Une aventure palpitante narrée à coups de cartes

ForetalesIntéressons-nous tout d’abord au scénario, élément fondateur de Foretales qui ne cache pas un seul instant son ambition : conter une histoire. En début de partie, nous prenons donc les rennes d’une petite équipe composée de deux personnages. Le premier, Volepain, n’est autre que le personnage principal de notre aventure, autour duquel pourront venir s’agréger plusieurs alliés par la suite. Le plus fidèle d’entre eux, se nomme Léo. Nos deux compères sont mandatés pour dérober un précieux artefact : une lyre. Mais alors qu’ils parviennent à mettre la main dessus au cours d’une première mission (qui jette d’ailleurs très efficacement les bases du gameplay), Volepain, au contact de l’objet, est pris par d’effroyables visions apocalyptiques. Celles-ci se révèleront déterminantes car, dès lors capable d’entrevoir certains évènements tragiques, notre héros aura à décider comment agir pour contrecarrer le destin.

Il est à noter que tous les personnages possèdent une apparence hybride, à mi-chemin entre l’homme et l’animal. Ainsi, Volepain est un homme-volatile (un bec-en-sabot très exactement) tandis que Léo appartient à la famille des hommes-félins. De nombreux espèces composent le paysage de Foretales, et disons-le tout-de-go, c’est là un premier point fort du jeu. En effet, comme nous le mentionnerons plus en détail ci-après, le jeu est magnifiquement illustré. Aussi, l’apparence des personnages que l’on croise sur notre chemin, qu’ils soient alliés, ennemis ou neutres, est magnifiée par le visuel des cartes. Cela crée un sentiment d’immersion très profond. C’est bien simple, après quelques minutes de jeu à peine, on a visuellement l’impression d’avoir plongé la tête la première dans un conte dont le charme n’a aucunement à rougir face aux superproductions du calibre de celles de Disney.

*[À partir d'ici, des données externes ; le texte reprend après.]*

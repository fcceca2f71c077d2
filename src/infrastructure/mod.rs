pub mod directories;
pub mod logging;
// src/capture/mod.rs
//! Screen capture and cropping
//!
//! - **Stream**: latest-frame media streams with idempotent track stop
//! - **Session**: permission-gated acquisition of the raw capture stream
//! - **Crop**: page-space to raw-frame-space geometry, clamped
//! - **Compositor**: per-refresh crop of the raw stream into a derived stream
//!
//! # Architecture
//!
//! ```text
//! DisplayCapture ──acquire──► CaptureSession (raw stream)
//!                                   │
//!                                   ▼
//!                     CroppedStreamCompositor ──► cropped stream ──► Recorder
//! ```
//!
//! Crop rectangles are always expressed in raw-frame pixels; conversion
//! from the page's CSS pixels happens in [`crop::compute_source_rect`].

pub mod compositor;
pub mod crop;
pub mod session;
pub mod stream;

pub use compositor::{CompositorStats, CroppedStreamCompositor};
pub use crop::{CropConfig, ElementGeometry, ElementResolver, Rect, Size, SourceRect};
pub use session::{CaptureDenial, CaptureSession, DisplayCapture, DisplayMediaRequest};
pub use stream::{EndReason, Frame, MediaStream, StreamFeeder, StreamSettings, TrackKind};
// src/interaction/exporter.rs
//! Export and import interaction traces
//!
//! Supports:
//! - JSON (single document, consumed by the packaging step)
//! - NDJSON (header line, then one event per line; easy to stream and diff)

use crate::interaction::trace::{AdSize, InteractionEvent, InteractionTrace};
use crate::utils::errors::{EngineError, Result};
use chrono::{DateTime, Utc};
use serde::{Deserialize, Serialize};
use std::fmt;
use tracing::debug;

/// Trace serialization formats
#[derive(Debug, Clone, Copy, PartialEq, Eq)]
pub enum TraceFormat {
    /// Pretty-printed JSON document
    Json,

    /// Newline-delimited JSON
    Ndjson,
}

impl fmt::Display for TraceFormat {
    fn fmt(&self, f: &mut fmt::Formatter<'_>) -> fmt::Result {
        match self {
            TraceFormat::Json => f.write_str("json"),
            TraceFormat::Ndjson => f.write_str("ndjson"),
        }
    }
}

/// First line of an NDJSON trace
#[derive(Serialize, Deserialize)]
#[serde(rename_all = "camelCase")]
struct NdjsonHeader {
    duration: u64,
    ad_size: AdSize,
    recorded_at: DateTime<Utc>,
    event_count: usize,
}

/// Exporter for interaction traces
pub struct TraceExporter {
    format: TraceFormat,
}

impl TraceExporter {
    pub fn new(format: TraceFormat) -> Self {
        Self { format }
    }

    pub fn format(&self) -> TraceFormat {
        self.format
    }

    /// Serialize a trace
    pub fn export(&self, trace: &InteractionTrace) -> Result<String> {
        debug!("Exporting {} events to {} format", trace.len(), self.format);

        match self.format {
            TraceFormat::Json => self.export_json(trace),
            TraceFormat::Ndjson => self.export_ndjson(trace),
        }
    }

    fn export_json(&self, trace: &InteractionTrace) -> Result<String> {
        serde_json::to_string_pretty(trace)
            .map_err(|e| EngineError::ExportFailed(format!("JSON serialization error: {}", e)))
    }

    fn export_ndjson(&self, trace: &InteractionTrace) -> Result<String> {
        let header = NdjsonHeader {
            duration: trace.duration,
            ad_size: trace.ad_size,
            recorded_at: trace.recorded_at,
            event_count: trace.len(),
        };

        let mut out = serde_json::to_string(&header)
            .map_err(|e| EngineError::ExportFailed(format!("NDJSON header error: {}", e)))?;
        out.push('\n');

        for event in &trace.events {
            let line = serde_json::to_string(event)
                .map_err(|e| EngineError::ExportFailed(format!("NDJSON event error: {}", e)))?;
            out.push_str(&line);
            out.push('\n');
        }

        Ok(out)
    }

    /// Parse a trace; the result is validated and sorted by timestamp
    pub fn import(&self, input: &str) -> Result<InteractionTrace> {
        let mut trace = match self.format {
            TraceFormat::Json => serde_json::from_str::<InteractionTrace>(input)
                .map_err(|e| EngineError::InvalidTrace(format!("JSON parse error: {}", e)))?,
            TraceFormat::Ndjson => Self::import_ndjson(input)?,
        };

        trace.validate()?;
        if !trace.is_sorted() {
            debug!("Imported trace out of order, sorting {} events", trace.len());
            trace.sort();
        }
        Ok(trace)
    }

    fn import_ndjson(input: &str) -> Result<InteractionTrace> {
        let mut lines = input
            .lines()
            .enumerate()
            .filter(|(_, line)| !line.trim().is_empty());

        let (_, first) = lines
            .next()
            .ok_or_else(|| EngineError::InvalidTrace("empty NDJSON input".to_string()))?;
        let header: NdjsonHeader = serde_json::from_str(first)
            .map_err(|e| EngineError::InvalidTrace(format!("NDJSON header: {}", e)))?;

        // the header count is untrusted until the lines are counted
        let mut events = Vec::new();
        for (number, line) in lines {
            let event: InteractionEvent = serde_json::from_str(line).map_err(|e| {
                EngineError::InvalidTrace(format!("NDJSON line {}: {}", number + 1, e))
            })?;
            events.push(event);
        }

        if events.len() != header.event_count {
            return Err(EngineError::InvalidTrace(format!(
                "header declares {} events, found {}",
                header.event_count,
                events.len()
            )));
        }

        Ok(InteractionTrace {
            events,
            duration: header.duration,
            ad_size: header.ad_size,
            recorded_at: header.recorded_at,
        })
    }
}

#[cfg(test)]
mod tests {
    use super::*;
    use crate::interaction::trace::{InteractionKind, TouchPoint};

    fn sample_trace() -> InteractionTrace {
        InteractionTrace::new(
            vec![
                InteractionEvent::click(0, 10.0, 10.0).with_target("div#ad > a"),
                InteractionEvent::touch(
                    InteractionKind::Touchstart,
                    250,
                    vec![TouchPoint {
                        identifier: 0,
                        x: 20.0,
                        y: 30.0,
                    }],
                ),
                InteractionEvent::scroll(500, 100.0, 0.0),
            ],
            1000,
            AdSize::new(300, 250),
        )
    }

    #[test]
    fn test_json_export() {
        let json = TraceExporter::new(TraceFormat::Json)
            .export(&sample_trace())
            .unwrap();
        assert!(json.contains("\"adSize\""));
        assert!(json.contains("div#ad > a"));
        assert!(json.contains("\"scrollTop\""));
    }

    #[test]
    fn test_ndjson_layout() {
        let out = TraceExporter::new(TraceFormat::Ndjson)
            .export(&sample_trace())
            .unwrap();
        let lines: Vec<&str> = out.lines().collect();
        assert_eq!(lines.len(), 4);
        assert!(lines[0].contains("\"eventCount\":3"));
        assert!(lines[1].contains("\"type\":\"click\""));
        assert!(lines[3].contains("\"type\":\"scroll\""));
    }

    #[test]
    fn test_ndjson_import_matches_source() {
        let exporter = TraceExporter::new(TraceFormat::Ndjson);
        let trace = sample_trace();
        let parsed = exporter.import(&exporter.export(&trace).unwrap()).unwrap();
        assert_eq!(parsed, trace);
    }

    #[test]
    fn test_import_sorts_out_of_order() {
        let input = r#"{
            "events": [
                {"type": "click", "timestamp": 500, "x": 1, "y": 1},
                {"type": "click", "timestamp": 0, "x": 2, "y": 2}
            ],
            "duration": 600,
            "adSize": {"width": 300, "height": 250},
            "recordedAt": "2024-05-01T12:00:00Z"
        }"#;
        let trace = TraceExporter::new(TraceFormat::Json).import(input).unwrap();
        assert!(trace.is_sorted());
        assert_eq!(trace.events[0].x, 2.0);
    }

    #[test]
    fn test_ndjson_header_count_without_events() {
        let ndjson = TraceExporter::new(TraceFormat::Ndjson);
        let header = r#"{"duration":1,"adSize":{"width":1,"height":1},"recordedAt":"2024-05-01T12:00:00Z","eventCount":18446744073709551615}"#;
        assert!(matches!(
            ndjson.import(header),
            Err(EngineError::InvalidTrace(_))
        ));
    }

    #[test]
    fn test_import_rejects_bad_input() {
        let json = TraceExporter::new(TraceFormat::Json);
        assert!(matches!(
            json.import("{not json"),
            Err(EngineError::InvalidTrace(_))
        ));

        let ndjson = TraceExporter::new(TraceFormat::Ndjson);
        assert!(ndjson.import("").is_err());

        let header = r#"{"duration":1,"adSize":{"width":1,"height":1},"recordedAt":"2024-05-01T12:00:00Z","eventCount":2}"#;
        let one_event = format!("{}\n{}\n", header, r#"{"type":"click","timestamp":0,"x":0,"y":0}"#);
        assert!(ndjson.import(&one_event).is_err());
    }

    #[test]
    fn test_import_rejects_scroll_without_offsets() {
        let input = r#"{
            "events": [{"type": "scroll", "timestamp": 0, "x": 0, "y": 0}],
            "duration": 1,
            "adSize": {"width": 1, "height": 1},
            "recordedAt": "2024-05-01T12:00:00Z"
        }"#;
        assert!(TraceExporter::new(TraceFormat::Json).import(input).is_err());
    }
}
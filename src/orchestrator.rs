// src/orchestrator.rs
//! Reload-and-record orchestration
//!
//! Records an ad from its very first frame:
//!
//! ```text
//! ready? ─► prepare() ─► countdown (N × 1s) ─► reload content ─► begin()
//!            (permission                                          (encoding
//!             dialog)                                               starts)
//! ```
//!
//! Permission is obtained before the reload, so however long the user takes
//! with the dialog, the recording still starts in step with the fresh load.
//! Each step gates the next; a failure stops the sequence where it is.

use crate::capture::crop::CropConfig;
use crate::recording::recorder::ScreenRecorder;
use crate::utils::config::OrchestratorSettings;
use crate::utils::errors::{EngineError, Result};
use async_trait::async_trait;
use parking_lot::Mutex;
use std::sync::Arc;
use std::time::Duration;
use tokio::sync::mpsc;
use tokio_util::sync::CancellationToken;
use tracing::{debug, error, info, warn};
use ulid::Ulid;

/// The ad-rendering collaborator
#[async_trait]
pub trait AdContentHost: Send + Sync {
    /// Whether the ad is loaded and viewable
    fn is_ready(&self) -> bool;

    /// Load a fresh instance of the ad content
    async fn reload(&self) -> Result<()>;
}

/// Orchestration progress
#[derive(Debug, Clone, Copy, PartialEq, Eq)]
pub enum OrchestratorEvent {
    /// Permission dialog is up
    AwaitingPermission,

    /// Countdown tick; `remaining` seconds before the reload
    Countdown { remaining: u32 },

    Reloading,

    /// Encoding has begun
    Recording,
}

/// Sequences permission, countdown, reload, and recording start
pub struct ReloadAndRecord {
    recorder: Arc<ScreenRecorder>,
    content: Arc<dyn AdContentHost>,
    countdown_ticks: u32,
    tick: Duration,
    cancel: Mutex<CancellationToken>,
}

impl ReloadAndRecord {
    pub fn new(
        recorder: Arc<ScreenRecorder>,
        content: Arc<dyn AdContentHost>,
        settings: &OrchestratorSettings,
    ) -> Self {
        Self {
            recorder,
            content,
            countdown_ticks: settings.countdown_ticks,
            tick: Duration::from_secs(1),
            cancel: Mutex::new(CancellationToken::new()),
        }
    }

    pub fn recorder(&self) -> &Arc<ScreenRecorder> {
        &self.recorder
    }

    /// Abort a sequence that has not started reloading yet
    ///
    /// A cancel issued while the permission dialog is open takes effect
    /// once the dialog resolves; the granted session is then discarded.
    pub fn cancel(&self) {
        self.cancel.lock().cancel();
    }

    /// Run the sequence; returns the id of the recording session
    pub async fn run(
        &self,
        crop: Option<CropConfig>,
        progress: mpsc::Sender<OrchestratorEvent>,
    ) -> Result<Ulid> {
        if !self.content.is_ready() {
            warn!("Reload-and-record requested before content is ready");
            return Err(EngineError::ContentNotReady);
        }

        let cancel = {
            let mut current = self.cancel.lock();
            *current = CancellationToken::new();
            current.clone()
        };

        let _ = progress.send(OrchestratorEvent::AwaitingPermission).await;
        let session_id = match self.recorder.prepare(crop).await {
            Ok(id) => id,
            Err(e) => {
                warn!("Reload-and-record aborted before countdown: {}", e);
                return Err(e);
            }
        };
        if cancel.is_cancelled() {
            info!("Reload-and-record cancelled during the permission dialog");
            self.recorder.discard().await;
            return Err(EngineError::InvalidState(
                "reload-and-record cancelled".to_string(),
            ));
        }

        for remaining in (1..=self.countdown_ticks).rev() {
            let _ = progress.send(OrchestratorEvent::Countdown { remaining }).await;
            tokio::select! {
                biased;
                _ = cancel.cancelled() => {
                    info!("Reload-and-record cancelled during countdown");
                    self.recorder.discard().await;
                    return Err(EngineError::InvalidState(
                        "reload-and-record cancelled".to_string(),
                    ));
                }
                _ = tokio::time::sleep(self.tick) => {}
            }
        }

        let _ = progress.send(OrchestratorEvent::Reloading).await;
        debug!("Reloading ad content for session {}", session_id);
        if let Err(e) = self.content.reload().await {
            error!("Content reload failed, discarding session {}: {}", session_id, e);
            self.recorder.discard().await;
            return Err(e);
        }

        self.recorder.begin().await?;
        let _ = progress.send(OrchestratorEvent::Recording).await;
        info!("Reload-and-record session {} is recording", session_id);

        Ok(session_id)
    }
}

#[cfg(test)]
mod tests {
    use super::*;
    use crate::capture::stream::StreamSettings;
    use crate::platform::memory::{
        MemoryAdContent, MemoryDisplayCapture, MemoryEncoderFactory, PermissionScript,
    };
    use crate::recording::recorder::RecorderState;
    use tokio::time::Instant;

    struct Harness {
        capture: Arc<MemoryDisplayCapture>,
        encoders: Arc<MemoryEncoderFactory>,
        content: Arc<MemoryAdContent>,
        orchestrator: Arc<ReloadAndRecord>,
    }

    fn harness(ready: bool) -> Harness {
        let capture = Arc::new(MemoryDisplayCapture::new(StreamSettings {
            width: 64,
            height: 48,
            frame_rate: 30,
        }));
        let encoders = Arc::new(MemoryEncoderFactory::new(&["video/webm"]));
        let recorder = Arc::new(ScreenRecorder::new(capture.clone(), encoders.clone()));
        let content = Arc::new(MemoryAdContent::new(ready));
        let orchestrator = Arc::new(ReloadAndRecord::new(
            recorder,
            content.clone(),
            &OrchestratorSettings::default(),
        ));
        Harness {
            capture,
            encoders,
            content,
            orchestrator,
        }
    }

    fn collect(rx: &mut mpsc::Receiver<OrchestratorEvent>) -> Vec<OrchestratorEvent> {
        let mut out = Vec::new();
        while let Ok(event) = rx.try_recv() {
            out.push(event);
        }
        out
    }

    #[tokio::test(start_paused = true)]
    async fn test_full_sequence() {
        let h = harness(true);
        h.capture
            .script(PermissionScript::GrantAfter(Duration::from_secs(7)));
        let (tx, mut rx) = mpsc::channel(16);

        let t0 = Instant::now();
        h.orchestrator.run(None, tx).await.unwrap();

        assert_eq!(
            collect(&mut rx),
            vec![
                OrchestratorEvent::AwaitingPermission,
                OrchestratorEvent::Countdown { remaining: 3 },
                OrchestratorEvent::Countdown { remaining: 2 },
                OrchestratorEvent::Countdown { remaining: 1 },
                OrchestratorEvent::Reloading,
                OrchestratorEvent::Recording,
            ]
        );

        // reload happens after the permission delay plus the full countdown
        let reloads = h.content.reload_times();
        assert_eq!(reloads.len(), 1);
        assert_eq!(reloads[0] - t0, Duration::from_secs(10));

        assert!(h.orchestrator.recorder().is_recording());
        assert_eq!(h.encoders.started(), 1);
        h.orchestrator.recorder().discard().await;
    }

    #[tokio::test(start_paused = true)]
    async fn test_not_ready_refused() {
        let h = harness(false);
        let (tx, mut rx) = mpsc::channel(16);

        let result = h.orchestrator.run(None, tx).await;
        assert_eq!(result.unwrap_err(), EngineError::ContentNotReady);
        assert!(collect(&mut rx).is_empty());
        assert!(h.capture.requests().is_empty());
    }

    #[tokio::test(start_paused = true)]
    async fn test_permission_denied_aborts_before_countdown() {
        let h = harness(true);
        h.capture.script(PermissionScript::Decline);
        let (tx, mut rx) = mpsc::channel(16);

        let result = h.orchestrator.run(None, tx).await;
        assert_eq!(result.unwrap_err(), EngineError::PermissionDenied);
        assert_eq!(collect(&mut rx), vec![OrchestratorEvent::AwaitingPermission]);
        assert_eq!(h.content.reload_count(), 0);
        assert_eq!(h.orchestrator.recorder().state(), RecorderState::Idle);
    }

    #[tokio::test(start_paused = true)]
    async fn test_reload_failure_discards_session() {
        let h = harness(true);
        h.content.fail_next_reload("renderer crashed");
        let (tx, _rx) = mpsc::channel(16);

        let result = h.orchestrator.run(None, tx).await;
        assert!(result.is_err());
        assert_eq!(h.orchestrator.recorder().state(), RecorderState::Idle);
        assert_eq!(h.encoders.started(), 0);
        assert!(!h.capture.last_stream().unwrap().is_live());
    }

    #[tokio::test(start_paused = true)]
    async fn test_cancel_during_countdown() {
        let h = harness(true);
        let (tx, mut rx) = mpsc::channel(16);

        let orchestrator = h.orchestrator.clone();
        let run = tokio::spawn(async move { orchestrator.run(None, tx).await });

        // wait until the first countdown tick has been announced
        loop {
            if let Some(OrchestratorEvent::Countdown { .. }) = rx.recv().await {
                break;
            }
        }
        h.orchestrator.cancel();

        let result = run.await.unwrap();
        assert!(matches!(result, Err(EngineError::InvalidState(_))));
        assert_eq!(h.content.reload_count(), 0);
        assert_eq!(h.encoders.started(), 0);
        assert!(!h.capture.last_stream().unwrap().is_live());
    }

    #[tokio::test(start_paused = true)]
    async fn test_cancel_while_awaiting_permission() {
        let h = harness(true);
        h.capture
            .script(PermissionScript::GrantAfter(Duration::from_secs(5)));
        let (tx, mut rx) = mpsc::channel(16);

        let orchestrator = h.orchestrator.clone();
        let run = tokio::spawn(async move { orchestrator.run(None, tx).await });

        assert_eq!(rx.recv().await, Some(OrchestratorEvent::AwaitingPermission));
        h.orchestrator.cancel();

        let result = run.await.unwrap();
        assert!(matches!(result, Err(EngineError::InvalidState(_))));
        assert!(collect(&mut rx).is_empty());
        assert_eq!(h.content.reload_count(), 0);
        assert_eq!(h.encoders.started(), 0);
        assert_eq!(h.orchestrator.recorder().state(), RecorderState::Idle);
        assert!(!h.capture.last_stream().unwrap().is_live());
    }
}
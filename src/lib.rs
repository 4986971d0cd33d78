// src/lib.rs
//! Ad Capture Engine Library
//!
//! Captures an ad's exact pixel area as video, records how a user
//! interacted with it, and replays that interaction against a fresh copy
//! of the ad.
//!
//! # Architecture
//!
//! The engine is structured into several key modules:
//!
//! - **capture**: Screen capture sessions and the cropped-stream compositor
//! - **recording**: Two-phase (prepare/begin) video recorder and artifacts
//! - **interaction**: Best-effort interaction recording and trace export
//! - **replay**: Frame-cadence replay of interaction traces
//! - **orchestrator**: Permission → countdown → reload → record sequencing
//! - **platform**: Host capability traits and the in-memory platform
//! - **observability**: Tracing and metrics bootstrap
//! - **utils**: Errors and configuration

// Public module exports
pub mod capture;
pub mod interaction;
pub mod observability;
pub mod orchestrator;
pub mod platform;
pub mod recording;
pub mod replay;
pub mod utils;

// Re-export commonly used types
pub use capture::{CaptureSession, CropConfig, CroppedStreamCompositor, ElementResolver};
pub use interaction::{InteractionRecorder, InteractionTrace, TraceExporter, TraceFormat};
pub use orchestrator::{OrchestratorEvent, ReloadAndRecord};
pub use recording::{RecorderEvent, RecorderState, RecordingArtifact, ScreenRecorder};
pub use replay::{EventReplayer, ReplayEvent};
pub use utils::config::EngineConfig;
pub use utils::errors::{EngineError, Result};

// Version information
pub const VERSION: &str = env!("CARGO_PKG_VERSION");
pub const GIT_HASH: &str = env!("GIT_HASH");

/// Engine build information
#[derive(Debug, Clone, Copy)]
pub struct BuildInfo {
    pub version: &'static str,
    pub git_hash: &'static str,
    pub build_timestamp: &'static str,
    pub rustc_version: &'static str,
}

impl BuildInfo {
    pub fn current() -> Self {
        Self {
            version: VERSION,
            git_hash: GIT_HASH,
            build_timestamp: env!("BUILD_TIMESTAMP"),
            rustc_version: env!("RUSTC_VERSION"),
        }
    }
}

impl std::fmt::Display for BuildInfo {
    fn fmt(&self, f: &mut std::fmt::Formatter<'_>) -> std::fmt::Result {
        write!(
            f,
            "{} ({}, built {} with {})",
            self.version, self.git_hash, self.build_timestamp, self.rustc_version
        )
    }
}
// src/observability.rs
//! Tracing and metrics bootstrap
//!
//! The library only emits `tracing` events and `metrics` measurements;
//! binaries decide where they go by calling [`init_tracing`] and
//! [`init_metrics`] once at startup.

use crate::utils::config::LoggingSettings;
use crate::utils::errors::{EngineError, Result};
use metrics_exporter_prometheus::{PrometheusBuilder, PrometheusHandle};
use tracing_subscriber::layer::SubscriberExt;
use tracing_subscriber::util::SubscriberInitExt;
use tracing_subscriber::{fmt, EnvFilter};

/// Metric names emitted by the engine
pub mod names {
    pub const CAPTURE_ACQUIRED: &str = "adcapture_capture_acquired_total";
    pub const CAPTURE_DENIED: &str = "adcapture_capture_denied_total";
    pub const FRAMES_COMPOSITED: &str = "adcapture_frames_composited_total";
    pub const COMPOSITOR_SKIPPED_TICKS: &str = "adcapture_compositor_skipped_ticks_total";
    pub const RECORDINGS_STARTED: &str = "adcapture_recordings_started_total";
    pub const RECORDINGS_COMPLETED: &str = "adcapture_recordings_completed_total";
    pub const RECORDINGS_FAILED: &str = "adcapture_recordings_failed_total";
    pub const RECORDING_BYTES: &str = "adcapture_recording_bytes";
    pub const INTERACTIONS_RECORDED: &str = "adcapture_interactions_recorded_total";
    pub const REPLAY_EVENTS_DISPATCHED: &str = "adcapture_replay_events_dispatched_total";
}

/// Initialize the global tracing subscriber
///
/// `RUST_LOG` takes precedence over the configured level.
pub fn init_tracing(settings: &LoggingSettings) -> Result<()> {
    let filter = EnvFilter::try_from_default_env()
        .or_else(|_| EnvFilter::try_new(&settings.level))
        .map_err(|e| EngineError::ConfigError(format!("Invalid log filter: {}", e)))?;

    let registry = tracing_subscriber::registry().with(filter);

    let result = if settings.json {
        registry.with(fmt::layer().json()).try_init()
    } else {
        registry.with(fmt::layer().with_target(true)).try_init()
    };

    result.map_err(|e| EngineError::ConfigError(format!("Tracing init failed: {}", e)))
}

/// Install the Prometheus metrics recorder
///
/// Returns a handle that renders the current metrics snapshot on demand.
pub fn init_metrics() -> Result<PrometheusHandle> {
    PrometheusBuilder::new()
        .install_recorder()
        .map_err(|e| EngineError::ConfigError(format!("Metrics init failed: {}", e)))
}

#[cfg(test)]
mod tests {
    use super::*;

    #[test]
    fn test_metric_names_are_prefixed() {
        for name in [
            names::CAPTURE_ACQUIRED,
            names::RECORDINGS_STARTED,
            names::REPLAY_EVENTS_DISPATCHED,
        ] {
            assert!(name.starts_with("adcapture_"));
        }
    }
}
// src/capture/session.rs
//! OS-mediated screen capture session
//!
//! Acquisition goes through the platform's screen-sharing permission
//! dialog, which is outside the engine's control and may take arbitrarily
//! long. The session exclusively owns the granted stream and releases it
//! exactly once.

use crate::capture::stream::MediaStream;
use crate::observability::names;
use crate::utils::config::CaptureSettings;
use crate::utils::errors::{EngineError, Result};
use async_trait::async_trait;
use std::sync::atomic::{AtomicBool, Ordering};
use tracing::{debug, info, warn};

/// Display capture request
#[derive(Debug, Clone, Copy, PartialEq, Eq)]
pub struct DisplayMediaRequest {
    /// Hint the platform to preselect the current tab/surface
    pub prefer_current_tab: bool,

    /// Request an audio track
    pub capture_audio: bool,

    /// Requested frame rate
    pub frame_rate: u32,
}

impl Default for DisplayMediaRequest {
    fn default() -> Self {
        Self::from(&CaptureSettings::default())
    }
}

impl From<&CaptureSettings> for DisplayMediaRequest {
    fn from(settings: &CaptureSettings) -> Self {
        Self {
            prefer_current_tab: settings.prefer_current_tab,
            capture_audio: settings.capture_audio,
            frame_rate: settings.frame_rate,
        }
    }
}

/// Outcome of a declined or failed display-media request
#[derive(Debug, Clone, PartialEq, Eq)]
pub enum CaptureDenial {
    /// User dismissed or rejected the dialog
    Declined,

    /// Platform could not provide the capture (no surface, policy, ...)
    Failed(String),
}

/// Platform screen-capture capability
#[async_trait]
pub trait DisplayCapture: Send + Sync {
    /// Whether display capture exists at all in this environment
    fn is_supported(&self) -> bool;

    /// Show the sharing dialog and wait for the user's decision
    async fn request_display_media(
        &self,
        request: &DisplayMediaRequest,
    ) -> std::result::Result<MediaStream, CaptureDenial>;
}

/// An acquired capture stream
#[derive(Debug)]
pub struct CaptureSession {
    stream: MediaStream,
    released: AtomicBool,
}

impl CaptureSession {
    /// Request a capture stream from the platform
    pub async fn acquire(
        capture: &dyn DisplayCapture,
        request: &DisplayMediaRequest,
    ) -> Result<Self> {
        if !capture.is_supported() {
            warn!("Display capture is not available in this environment");
            return Err(EngineError::UnsupportedEnvironment(
                "display capture is not available".to_string(),
            ));
        }

        debug!(
            "Requesting display media (prefer_current_tab={}, audio={}, fps={})",
            request.prefer_current_tab, request.capture_audio, request.frame_rate
        );

        match capture.request_display_media(request).await {
            Ok(stream) => {
                metrics::counter!(names::CAPTURE_ACQUIRED).increment(1);
                let settings = stream.settings();
                info!(
                    "Capture stream {} acquired ({}x{} @ {}fps)",
                    stream.id(),
                    settings.width,
                    settings.height,
                    settings.frame_rate
                );
                Ok(Self {
                    stream,
                    released: AtomicBool::new(false),
                })
            }
            Err(CaptureDenial::Declined) => {
                metrics::counter!(names::CAPTURE_DENIED).increment(1);
                info!("User declined screen capture");
                Err(EngineError::PermissionDenied)
            }
            Err(CaptureDenial::Failed(reason)) => {
                metrics::counter!(names::CAPTURE_DENIED).increment(1);
                warn!("Display capture failed: {}", reason);
                Err(EngineError::UnsupportedEnvironment(reason))
            }
        }
    }

    /// The raw captured stream
    pub fn stream(&self) -> &MediaStream {
        &self.stream
    }

    pub fn is_released(&self) -> bool {
        self.released.load(Ordering::Acquire)
    }

    /// Stop every track of the stream; safe to call repeatedly
    pub fn release(&self) {
        if self.released.swap(true, Ordering::AcqRel) {
            return;
        }
        self.stream.stop();
        debug!("Capture stream {} released", self.stream.id());
    }
}

impl Drop for CaptureSession {
    fn drop(&mut self) {
        self.release();
    }
}
// src/interaction/mod.rs
//! Interaction capture
//!
//! - **Trace**: the recorded event model and its JSON shape
//! - **Recorder**: best-effort capture from host-observable signals
//! - **Locator**: structural paths for re-finding target elements
//! - **Exporter**: JSON / NDJSON serialization of traces
//!
//! # Architecture
//!
//! ```text
//! host signals ──► InteractionRecorder ──► InteractionTrace ──► TraceExporter
//!  (pointer, blur,      (click heuristic,       (sorted,          (json, ndjson)
//!   touch, scroll)       coordinate mapping)     validated)
//! ```

pub mod exporter;
pub mod locator;
pub mod recorder;
pub mod trace;

pub use exporter::{TraceExporter, TraceFormat};
pub use locator::{build_locator, PathSegment};
pub use recorder::{
    ContentArea, HostSignal, InteractionHost, InteractionProgress, InteractionRecorder, PagePoint,
    TouchPhase,
};
pub use trace::{AdSize, InteractionEvent, InteractionKind, InteractionTrace, TouchPoint};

De plus, bien que les grandes lignes du scénarios soient tracées pour délivrer de précieux repères, il incombe au joueur d’emprunter la voie de son choix au cours de sa partie. Foretales fait partie de ses jeux qui posent un grand livre devant vous et placent la plume dans votre main. Les pages sont déjà numérotées, les lieux, personnages et intrigues sont créées. Il n’appartient désormais plus qu’à vous de tracer votre chemin en pesant vos actions, et en opérant des choix consciencieux. En jeu, le périple prend la forme d’un menu en forme toile sur laquelle sont disposées les différentes cartes missions qui constituent les ramifications scénaristiques. Choisir de réaliser telle mission avant telle autre est rarement anodin, car les répercussions de vos choix ouvriront certaines possibilités et en fermeront d’autres. Ce faisant, le titre s’offre le luxe de proposer une rejouabilité appréciable, bien que les plus acharnés ne doivent invariablement multiplier les parties pour obtenir tous les cheminements existants.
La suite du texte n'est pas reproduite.